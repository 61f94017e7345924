//! Parameters structure for DockNav

// ---------------------------------------------------------------------------
// IMPORTS
// ---------------------------------------------------------------------------

use serde::{Deserialize, Serialize};

// ---------------------------------------------------------------------------
// DATA STRUCTURES
// ---------------------------------------------------------------------------

/// Parameters for the docking navigator.
#[derive(Debug, Clone, Copy, Serialize, Deserialize, PartialEq)]
#[serde(default)]
pub struct DockNavParams {
    /// Satellite phase parameters.
    pub coarse: PhaseParams,

    /// Ranging phase parameters.
    pub medium: PhaseParams,

    /// Beacon phase parameters. The advance distance of this phase is the
    /// distance at which the vehicle is considered homed.
    pub fine: PhaseParams,

    /// In the beacon phase the vehicle only moves forward while the
    /// magnitude of the heading error is below this threshold.
    ///
    /// Units: radians
    pub align_threshold_rad: f64,

    /// What to command when the active source has no fix.
    pub lost_fix_policy: LostFixPolicy,
}

/// Advance threshold and proportional controller settings for one phase.
#[derive(Debug, Clone, Copy, Serialize, Deserialize, PartialEq)]
pub struct PhaseParams {
    /// Distance at or below which the navigator moves on to the next phase.
    ///
    /// Units: meters
    pub advance_dist_m: f64,

    /// Linear speed proportional gain on distance.
    ///
    /// Units: 1/seconds
    pub k_linear: f64,

    /// Turn rate proportional gain on heading error.
    ///
    /// Units: 1/seconds
    pub k_angular: f64,

    /// Maximum magnitude of the linear speed demand.
    ///
    /// Units: meters/second
    pub max_linear_ms: f64,

    /// Maximum magnitude of the turn rate demand.
    ///
    /// Units: radians/second
    pub max_angular_rads: f64,
}

// ---------------------------------------------------------------------------
// ENUMERATIONS
// ---------------------------------------------------------------------------

/// Behaviour of the navigator on a cycle where the active source reports no
/// fix. The phase never changes on such a cycle.
#[derive(Debug, Clone, Copy, Serialize, Deserialize, PartialEq, Eq)]
pub enum LostFixPolicy {
    /// Command zero velocity.
    Zero,

    /// Repeat the previous cycle's command, limited to the phase's bounds.
    HoldLast,
}

// ---------------------------------------------------------------------------
// IMPLEMENTATIONS
// ---------------------------------------------------------------------------

impl Default for DockNavParams {
    fn default() -> Self {
        Self {
            coarse: PhaseParams {
                advance_dist_m: 10.0,
                k_linear: 1.0,
                k_angular: 0.3,
                max_linear_ms: 0.4,
                max_angular_rads: 1.0,
            },
            medium: PhaseParams {
                advance_dist_m: 3.0,
                k_linear: 1.0,
                k_angular: 0.3,
                max_linear_ms: 0.4,
                max_angular_rads: 1.0,
            },
            fine: PhaseParams {
                advance_dist_m: 0.1,
                k_linear: 0.1,
                k_angular: 0.3,
                max_linear_ms: 0.25,
                max_angular_rads: 1.0,
            },
            align_threshold_rad: std::f64::consts::FRAC_PI_8,
            lost_fix_policy: LostFixPolicy::Zero,
        }
    }
}
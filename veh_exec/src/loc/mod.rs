//! # Localisation module
//!
//! Turns the raw output of the vehicle's positioning sensors into [`LocalizationFix`]es relative
//! to the dock. There is one provider per [`LocSource`], all sitting behind the
//! [`LocalizationProvider`] trait so that the docking navigator never sees which modality it is
//! being steered by.
//!
//! Measurements are pushed into the [`LocMgr`] as they arrive and consumed by the next poll, so a
//! provider which has not received anything since the last poll reports an invalid fix. Each
//! provider drops its own measurement when polled, and the manager drops those of the providers
//! which were not polled.

// ---------------------------------------------------------------------------
// MODULES
// ---------------------------------------------------------------------------

mod beacon;
mod params;
mod ranging;
mod satellite;

pub use beacon::BeaconProvider;
pub use params::*;
pub use ranging::RangingProvider;
pub use satellite::{SatelliteProvider, EARTH_RADIUS_M};

// ---------------------------------------------------------------------------
// IMPORTS
// ---------------------------------------------------------------------------

use log::{debug, warn};
use std::collections::HashMap;
use thiserror::Error;

use comms_if::eqpt::loc::{AnchorSet, LocSource, LocalizationFix, Measurement, TargetLocation};

// ---------------------------------------------------------------------------
// TRAITS
// ---------------------------------------------------------------------------

/// A source of positioning relative to the dock.
///
/// Providers must not block, and report an inability to compute a fix as an
/// invalid fix rather than an error.
pub trait LocalizationProvider {
    /// The modality this provider uses.
    fn source(&self) -> LocSource;

    /// Set the dock the provider computes fixes relative to.
    fn configure(&mut self, _target: &TargetLocation, _anchors: &AnchorSet) {}

    /// Give the provider a new measurement. Measurements from another source
    /// are ignored.
    fn set_measurement(&mut self, _measurement: &Measurement) {}

    /// Drop any measurement held by the provider.
    fn clear_measurement(&mut self) {}

    /// Returns true if the provider could produce a valid fix from what it
    /// currently holds. Must not consume the pending measurement.
    fn is_available(&self) -> bool {
        true
    }

    /// Compute this cycle's fix.
    fn poll(&mut self) -> LocalizationFix;
}

// ---------------------------------------------------------------------------
// DATA STRUCTURES
// ---------------------------------------------------------------------------

/// Owns one provider per localisation source and routes measurements and
/// polls to them.
pub struct LocMgr {
    providers: HashMap<LocSource, Box<dyn LocalizationProvider>>,
}

// ---------------------------------------------------------------------------
// ENUMERATIONS
// ---------------------------------------------------------------------------

/// Reasons a provider could not compute a fix.
#[derive(Debug, Error, PartialEq)]
pub enum LocError {
    #[error("No measurement received since the last poll")]
    NoMeasurement,

    #[error("The dock has not been configured")]
    NotConfigured,

    #[error("Satellite solution uses {0} satellites but at least {1} are required")]
    TooFewSatellites(u8, u8),

    #[error("Only {0} known anchors responded but at least {1} are required")]
    TooFewAnchors(usize, usize),

    #[error("Range received from unknown anchor {0:#06x}")]
    UnknownAnchor(u16),

    #[error("Anchor geometry is degenerate, the position cannot be solved")]
    DegenerateGeometry,

    #[error("No beacon receiver sees the dock")]
    BeaconNotSeen,

    #[error("No range to the dock is available")]
    NoRange,

    #[error("Measurement contains a non-finite value")]
    NonFinite,
}

// ---------------------------------------------------------------------------
// IMPLEMENTATIONS
// ---------------------------------------------------------------------------

impl LocMgr {
    /// Create a manager with the standard provider for every source.
    pub fn new(params: &LocParams) -> Self {
        Self::with_providers(vec![
            Box::new(SatelliteProvider::new(params.satellite)),
            Box::new(RangingProvider::new(params.ranging)),
            Box::new(BeaconProvider::new(params.beacon)),
        ])
    }

    /// Create a manager from a set of providers. If two providers share a
    /// source the later one is used.
    pub fn with_providers(providers: Vec<Box<dyn LocalizationProvider>>) -> Self {
        let mut map = HashMap::new();
        for p in providers {
            if map.insert(p.source(), p).is_some() {
                warn!("Duplicate localisation provider, the earlier one is replaced");
            }
        }

        Self { providers: map }
    }

    /// Set the dock on every provider.
    pub fn configure(&mut self, target: &TargetLocation, anchors: &AnchorSet) {
        for p in self.providers.values_mut() {
            p.configure(target, anchors);
        }
    }

    /// Route a measurement to the provider for its source.
    pub fn set_measurement(&mut self, measurement: &Measurement) {
        match self.providers.get_mut(&measurement.source()) {
            Some(p) => p.set_measurement(measurement),
            None => debug!(
                "No provider for {:?}, measurement dropped",
                measurement.source()
            ),
        }
    }

    /// Returns true if a provider for `source` exists and is available.
    pub fn is_available(&self, source: LocSource) -> bool {
        self.providers
            .get(&source)
            .map(|p| p.is_available())
            .unwrap_or(false)
    }

    /// Poll the provider for `source`, then drop the measurements held by
    /// the other providers so that none are used twice.
    ///
    /// `None`, or a source with no provider, gives an invalid fix. A fix
    /// claiming to be valid but containing non-finite values is reported as
    /// invalid.
    pub fn poll(&mut self, source: Option<LocSource>) -> LocalizationFix {
        let fix = match source.and_then(|s| self.providers.get_mut(&s)) {
            Some(p) => p.poll(),
            None => LocalizationFix::invalid(),
        };

        for (s, p) in self.providers.iter_mut() {
            if Some(*s) != source {
                p.clear_measurement();
            }
        }

        if fix.valid && !(fix.distance_to_target_m.is_finite() && fix.heading_error_rad.is_finite())
        {
            warn!("Provider for {:?} produced a non-finite fix", source);
            return LocalizationFix::invalid();
        }

        fix
    }
}

impl Default for LocMgr {
    fn default() -> Self {
        Self::new(&LocParams::default())
    }
}

impl std::fmt::Debug for LocMgr {
    fn fmt(&self, f: &mut std::fmt::Formatter<'_>) -> std::fmt::Result {
        let mut sources: Vec<_> = self.providers.keys().collect();
        sources.sort_by_key(|s| format!("{:?}", s));
        f.debug_struct("LocMgr").field("sources", &sources).finish()
    }
}

// ---------------------------------------------------------------------------
// FUNCTIONS
// ---------------------------------------------------------------------------

/// Convert the result of a provider's computation into a fix, logging the
/// reason for any failure.
pub(crate) fn fix_or_invalid(
    source: LocSource,
    result: Result<LocalizationFix, LocError>,
) -> LocalizationFix {
    match result {
        Ok(fix) => fix,
        Err(e) => {
            debug!("{:?} fix unavailable: {}", source, e);
            LocalizationFix::invalid()
        }
    }
}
####
▸ Requirement: Where a line of the entries contains "bool", report that line.

▸ Exercise response:
    fn is_available(&self) -> bool {
    pub fn is_available(&self, source: LocSource) -> bool {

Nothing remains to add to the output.